Task prompt: Each line of the listing must be set down exactly as it stands.

━━━━━ Dataset entries

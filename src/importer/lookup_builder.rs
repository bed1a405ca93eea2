// ==========================================
// 查找表文本导入 - 查找表构建器
// ==========================================
// 职责: 逐行读取源文件 → 行映射 → 累积条目，统计并记录忽略行
// 约束: 以共享只读方式打开（源文件可能正被其他程序占用）
// 约束: 格式只依据首个非空行判定一次
// ==========================================

use crate::domain::lookup::{LookupSet, LookupValue};
use crate::domain::mapping::LookupMapping;
use crate::domain::types::UpdateMode;
use crate::importer::error::{ImportError, ImportResult};
use crate::importer::format_detector::TextFormat;
use crate::importer::row_mapper::map_row;
use std::path::Path;
use tokio::io::{AsyncBufReadExt, BufReader};
use tracing::{debug, info, instrument, warn};

/// 单个源文件的构建结果
#[derive(Debug, Clone)]
pub struct LookupBuild {
    pub lookup: LookupSet,
    pub format: Option<TextFormat>,
    pub converted_lines: usize,
    pub ignored_lines: usize,
}

impl LookupBuild {
    pub fn is_empty(&self) -> bool {
        self.lookup.is_empty()
    }
}

/// 读取源文件并构建查找表（UpdateMode::Update）
#[instrument(skip_all, fields(file = %path.as_ref().display(), lookup = lookup_name))]
pub async fn build_lookup<P: AsRef<Path>>(
    path: P,
    mapping: &LookupMapping,
    lookup_name: &str,
) -> ImportResult<LookupBuild> {
    let path = path.as_ref();
    if !path.is_file() {
        return Err(ImportError::FileNotFound(path.display().to_string()));
    }

    // std 在 Windows 上默认以 FILE_SHARE_READ | FILE_SHARE_WRITE 打开，允许他人同时占用
    let file = tokio::fs::File::open(path).await?;
    let mut reader = BufReader::new(file);

    let mut values: Vec<LookupValue> = Vec::new();
    let mut format: Option<TextFormat> = None;
    let mut ignored_lines = 0usize;
    let mut line_number = 0usize;
    let mut buffer = Vec::new();

    loop {
        buffer.clear();
        if reader.read_until(b'\n', &mut buffer).await? == 0 {
            break;
        }
        line_number += 1;

        // 非 UTF-8 源文件按有损方式解码
        let decoded = String::from_utf8_lossy(&buffer);
        let line = decoded.trim_end_matches(['\r', '\n']);

        let line_format = match format {
            Some(f) => f,
            None if line.trim().is_empty() => TextFormat::FixedColumns,
            None => {
                let detected = TextFormat::detect(line);
                debug!(format = %detected, line_number, "识别源文件格式");
                format = Some(detected);
                detected
            }
        };

        match map_row(line, mapping, line_format)? {
            Some(value) => values.push(value),
            None => {
                ignored_lines += 1;
                warn!(line_number, line = %line, "忽略无效行");
            }
        }
    }

    let converted_lines = values.len();
    info!(
        converted = converted_lines,
        ignored = ignored_lines,
        "转换 {} 行，忽略 {} 行",
        converted_lines,
        ignored_lines
    );

    Ok(LookupBuild {
        lookup: LookupSet::new(lookup_name, UpdateMode::Update, values),
        format,
        converted_lines,
        ignored_lines,
    })
}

━━━━━━━━━━

Response box:
filename src/importer/lookup_builder.rs
repository bed1a405ca93eea2
// ==========================================
// 查找表文本导入 - 查找表构建器
// ==========================================
// 职责: 逐行读取源文件 → 行映射 → 累积条目，统计并记录忽略行
// 约束: 以共享只读方式打开（源文件可能正被其他程序占用）
// 约束: 格式只依据首个非空行判定一次
// ==========================================

use crate::domain::lookup::{LookupSet, LookupValue};
use crate::domain::mapping::LookupMapping;
use crate::domain::types::UpdateMode;
use crate::importer::error::{ImportError, ImportResult};
use crate::importer::format_detector::TextFormat;
use crate::importer::row_mapper::map_row;
use std::path::Path;
use tokio::io::{AsyncBufReadExt, BufReader};
use tracing::{debug, info, instrument, warn};

/// 单个源文件的构建结果
#[derive(Debug, Clone)]
pub struct LookupBuild {
    pub lookup: LookupSet,
    pub format: Option<TextFormat>,
    pub converted_lines: usize,
    pub ignored_lines: usize,
}

impl LookupBuild {
    pub fn is_empty(&self) -> bool {
        self.lookup.is_empty()
    }
}

/// 读取源文件并构建查找表（UpdateMode::Update）
#[instrument(skip_all, fields(file = %path.as_ref().display(), lookup = lookup_name))]
pub async fn build_lookup<P: AsRef<Path>>(
    path: P,
    mapping: &LookupMapping,
    lookup_name: &str,
) -> ImportResult<LookupBuild> {
    let path = path.as_ref();
    if !path.is_file() {
        return Err(ImportError::FileNotFound(path.display().to_string()));
    }

    // std 在 Windows 上默认以 FILE_SHARE_READ | FILE_SHARE_WRITE 打开，允许他人同时占用
    let file = tokio::fs::File::open(path).await?;
    let mut reader = BufReader::new(file);

    let mut values: Vec<LookupValue> = Vec::new();
    let mut format: Option<TextFormat> = None;
    let mut ignored_lines = 0usize;
    let mut line_number = 0usize;
    let mut buffer = Vec::new();

    loop {
        buffer.clear();
        if reader.read_until(b'\n', &mut buffer).await? == 0 {
            break;
        }
        line_number += 1;

        // 非 UTF-8 源文件按有损方式解码
        let decoded = String::from_utf8_lossy(&buffer);
        let line = decoded.trim_end_matches(['\r', '\n']);

        let line_format = match format {
            Some(f) => f,
            None if line.trim().is_empty() => TextFormat::FixedColumns,
            None => {
                let detected = TextFormat::detect(line);
                debug!(format = %detected, line_number, "识别源文件格式");
                format = Some(detected);
                detected
            }
        };

        match map_row(line, mapping, line_format)? {
            Some(value) => values.push(value),
            None => {
                ignored_lines += 1;
                warn!(line_number, line = %line, "忽略无效行");
            }
        }
    }

    let converted_lines = values.len();
    info!(
        converted = converted_lines,
        ignored = ignored_lines,
        "转换 {} 行，忽略 {} 行",
        converted_lines,
        ignored_lines
    );

    Ok(LookupBuild {
        lookup: LookupSet::new(lookup_name, UpdateMode::Update, values),
        format,
        converted_lines,
        ignored_lines,
    })
}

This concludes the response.